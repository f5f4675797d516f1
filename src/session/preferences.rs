//! Durable key-value preferences.
//!
//! The session store keeps exactly one key here (the selected model), so a
//! restarted process can skip model selection.

use std::collections::BTreeMap;
use std::fs;
use std::io;
use std::path::{Path, PathBuf};
use std::sync::Mutex;

use tracing::debug;

/// Key holding the selected model identifier.
pub const SELECTED_MODEL_KEY: &str = "selected-model";

/// Minimal synchronous key-value persistence.
pub trait PreferenceStore: Send + Sync {
    fn get(&self, key: &str) -> io::Result<Option<String>>;
    fn set(&self, key: &str, value: &str) -> io::Result<()>;
    fn delete(&self, key: &str) -> io::Result<()>;
}

/// Preferences kept in memory only; lost when the process exits.
#[derive(Debug, Default)]
pub struct MemoryPreferences {
    values: Mutex<BTreeMap<String, String>>,
}

impl MemoryPreferences {
    pub fn new() -> Self {
        Self::default()
    }

    fn values(&self) -> std::sync::MutexGuard<'_, BTreeMap<String, String>> {
        self.values.lock().unwrap_or_else(|e| e.into_inner())
    }
}

impl PreferenceStore for MemoryPreferences {
    fn get(&self, key: &str) -> io::Result<Option<String>> {
        Ok(self.values().get(key).cloned())
    }

    fn set(&self, key: &str, value: &str) -> io::Result<()> {
        self.values().insert(key.to_string(), value.to_string());
        Ok(())
    }

    fn delete(&self, key: &str) -> io::Result<()> {
        self.values().remove(key);
        Ok(())
    }
}

/// Preferences stored as a flat JSON object in a single file.
///
/// The file is rewritten on every change through a temporary file and a
/// rename, so a crash never leaves half-written JSON behind.
#[derive(Debug)]
pub struct FilePreferences {
    path: PathBuf,
    lock: Mutex<()>,
}

impl FilePreferences {
    pub fn new(path: impl Into<PathBuf>) -> Self {
        Self {
            path: path.into(),
            lock: Mutex::new(()),
        }
    }

    pub fn path(&self) -> &Path {
        &self.path
    }

    fn read_all(&self) -> io::Result<BTreeMap<String, String>> {
        match fs::read_to_string(&self.path) {
            Ok(content) if content.trim().is_empty() => Ok(BTreeMap::new()),
            Ok(content) => serde_json::from_str(&content)
                .map_err(|e| io::Error::new(io::ErrorKind::InvalidData, e)),
            Err(e) if e.kind() == io::ErrorKind::NotFound => Ok(BTreeMap::new()),
            Err(e) => Err(e),
        }
    }

    fn write_all(&self, values: &BTreeMap<String, String>) -> io::Result<()> {
        if let Some(parent) = self.path.parent() {
            if !parent.as_os_str().is_empty() {
                fs::create_dir_all(parent)?;
            }
        }
        let content = serde_json::to_string_pretty(values)
            .map_err(|e| io::Error::new(io::ErrorKind::InvalidData, e))?;
        let tmp = self.path.with_extension("json.tmp");
        fs::write(&tmp, content)?;
        fs::rename(&tmp, &self.path)?;
        debug!("Preferences written to {}", self.path.display());
        Ok(())
    }
}

impl PreferenceStore for FilePreferences {
    fn get(&self, key: &str) -> io::Result<Option<String>> {
        let _guard = self.lock.lock().unwrap_or_else(|e| e.into_inner());
        Ok(self.read_all()?.remove(key))
    }

    fn set(&self, key: &str, value: &str) -> io::Result<()> {
        let _guard = self.lock.lock().unwrap_or_else(|e| e.into_inner());
        let mut values = self.read_all()?;
        values.insert(key.to_string(), value.to_string());
        self.write_all(&values)
    }

    fn delete(&self, key: &str) -> io::Result<()> {
        let _guard = self.lock.lock().unwrap_or_else(|e| e.into_inner());
        let mut values = self.read_all()?;
        if values.remove(key).is_some() {
            self.write_all(&values)?;
        }
        Ok(())
    }
}

#[cfg(test)]
mod tests {
    use super::*;

    #[test]
    fn test_file_round_trip_survives_reopen() {
        let dir = tempfile::tempdir().unwrap();
        let path = dir.path().join("nested").join("preferences.json");

        let prefs = FilePreferences::new(&path);
        assert_eq!(prefs.get(SELECTED_MODEL_KEY).unwrap(), None);
        prefs.set(SELECTED_MODEL_KEY, "qwen2.5-1.5b-instruct").unwrap();
        prefs.set("theme", "dark").unwrap();

        let reopened = FilePreferences::new(&path);
        assert_eq!(
            reopened.get(SELECTED_MODEL_KEY).unwrap().as_deref(),
            Some("qwen2.5-1.5b-instruct")
        );

        reopened.delete(SELECTED_MODEL_KEY).unwrap();
        assert_eq!(prefs.get(SELECTED_MODEL_KEY).unwrap(), None);
        assert_eq!(prefs.get("theme").unwrap().as_deref(), Some("dark"));
    }

    #[test]
    fn test_file_corrupt_content_is_an_error() {
        let dir = tempfile::tempdir().unwrap();
        let path = dir.path().join("preferences.json");
        fs::write(&path, "{not json").unwrap();

        let prefs = FilePreferences::new(&path);
        let err = prefs.get(SELECTED_MODEL_KEY).unwrap_err();
        assert_eq!(err.kind(), io::ErrorKind::InvalidData);
    }

    #[test]
    fn test_memory_preferences() {
        let prefs = MemoryPreferences::new();
        prefs.set(SELECTED_MODEL_KEY, "a").unwrap();
        prefs.set(SELECTED_MODEL_KEY, "b").unwrap();
        assert_eq!(prefs.get(SELECTED_MODEL_KEY).unwrap().as_deref(), Some("b"));
        prefs.delete(SELECTED_MODEL_KEY).unwrap();
        prefs.delete(SELECTED_MODEL_KEY).unwrap();
        assert_eq!(prefs.get(SELECTED_MODEL_KEY).unwrap(), None);
    }
}
// Conversation controller and the transcript it owns
mod conversation;
pub mod message;

// Interactive terminal front-end
mod cli;
mod display;

pub use cli::{chat_loop, initialize_with_progress};
pub use conversation::{Conversation, GenerationConfig, PendingReply, DEFAULT_SYSTEM_PROMPT};
pub use display::display_catalog;
pub use message::{Message, MessageId, MessageStatus};
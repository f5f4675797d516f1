//! Thread view consumed by rendering layers.
//!
//! A plain mapping of the internal transcript: role, text, id and timestamp.

use chrono::{DateTime, Utc};
use serde::{Deserialize, Serialize};

use crate::chat::message::{Message, Role};

#[derive(Debug, Clone, PartialEq, Serialize, Deserialize)]
#[serde(tag = "type", rename_all = "lowercase")]
pub enum ContentPart {
    Text { text: String },
}

#[derive(Debug, Clone, PartialEq, Serialize, Deserialize)]
pub struct ThreadMessage {
    pub id: String,
    pub role: Role,
    pub content: Vec<ContentPart>,
    pub created_at: DateTime<Utc>,
}

impl From<&Message> for ThreadMessage {
    fn from(message: &Message) -> Self {
        Self {
            id: message.id.clone(),
            role: message.role,
            content: vec![ContentPart::Text {
                text: message.content.clone(),
            }],
            created_at: message.created_at,
        }
    }
}

/// The whole thread plus whether a reply is being generated.
#[derive(Debug, Clone, PartialEq, Serialize, Deserialize)]
pub struct ThreadView {
    pub messages: Vec<ThreadMessage>,
    pub is_running: bool,
}

pub fn to_thread(messages: &[Message]) -> Vec<ThreadMessage> {
    messages.iter().map(ThreadMessage::from).collect()
}
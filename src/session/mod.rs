//! # Session Store
//!
//! Owns the engine lifecycle: model selection, load progress, handoff between
//! models, reset and the persisted selection.

pub mod catalog;
pub mod preferences;
mod store;

pub use catalog::{CatalogEntry, ModelCatalog};
pub use preferences::{FilePreferences, MemoryPreferences, PreferenceStore, SELECTED_MODEL_KEY};
pub use store::{Completion, Phase, SessionSnapshot, SessionStore};
use serde::{Deserialize, Serialize};

/// A model the user can pick.
#[derive(Debug, Clone, PartialEq, Serialize, Deserialize)]
pub struct CatalogEntry {
    /// Identifier handed to the engine loader
    pub id: String,
    /// Human-readable name
    pub name: String,
    /// Approximate download size (e.g. "0.6GB")
    #[serde(default)]
    pub size: String,
    /// GGUF file name under `models.directory` (llama backend only)
    #[serde(default, skip_serializing_if = "Option::is_none")]
    pub file: Option<String>,
}

/// Ordered list of selectable models. Numbering starts at 1, in
/// configuration order.
#[derive(Debug, Clone, Default, Serialize)]
pub struct ModelCatalog {
    entries: Vec<CatalogEntry>,
}

impl ModelCatalog {
    pub fn new(entries: Vec<CatalogEntry>) -> Self {
        Self { entries }
    }

    pub fn entries(&self) -> &[CatalogEntry] {
        &self.entries
    }

    pub fn is_empty(&self) -> bool {
        self.entries.is_empty()
    }

    pub fn get(&self, id: &str) -> Option<&CatalogEntry> {
        self.entries.iter().find(|entry| entry.id == id)
    }

    /// Looks a model up by its 1-based number.
    pub fn by_number(&self, number: usize) -> Option<&CatalogEntry> {
        number.checked_sub(1).and_then(|idx| self.entries.get(idx))
    }

    /// Resolves user input that is either a catalog number or a model id.
    pub fn resolve(&self, input: &str) -> Option<&CatalogEntry> {
        let input = input.trim();
        match input.parse::<usize>() {
            Ok(number) => self.by_number(number),
            Err(_) => self.get(input),
        }
    }

    /// Display name for `id`, falling back to the id itself.
    pub fn display_name<'a>(&'a self, id: &'a str) -> &'a str {
        self.get(id).map(|entry| entry.name.as_str()).unwrap_or(id)
    }
}

#[cfg(test)]
mod tests {
    use super::*;

    fn catalog() -> ModelCatalog {
        ModelCatalog::new(vec![
            CatalogEntry {
                id: "llama-3.2-3b-instruct".to_string(),
                name: "Llama 3.2 3B".to_string(),
                size: "2.0GB".to_string(),
                file: None,
            },
            CatalogEntry {
                id: "qwen2.5-0.5b-instruct".to_string(),
                name: "Qwen2.5 0.5B".to_string(),
                size: "0.4GB".to_string(),
                file: Some("qwen2.5-0.5b-instruct-q4_k_m.gguf".to_string()),
            },
        ])
    }

    #[test]
    fn test_resolve_by_number_and_id() {
        let catalog = catalog();
        assert_eq!(catalog.resolve("1").unwrap().name, "Llama 3.2 3B");
        assert_eq!(catalog.resolve(" qwen2.5-0.5b-instruct ").unwrap().size, "0.4GB");
        assert!(catalog.resolve("0").is_none());
        assert!(catalog.resolve("3").is_none());
        assert!(catalog.resolve("mistral").is_none());
    }

    #[test]
    fn test_display_name_falls_back_to_id() {
        let catalog = catalog();
        assert_eq!(catalog.display_name("llama-3.2-3b-instruct"), "Llama 3.2 3B");
        assert_eq!(catalog.display_name("custom-model"), "custom-model");
    }
}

* Required action:
Looking only at the lines of the material above, count those containing "theme" and give that number by itself.

* Written response:
2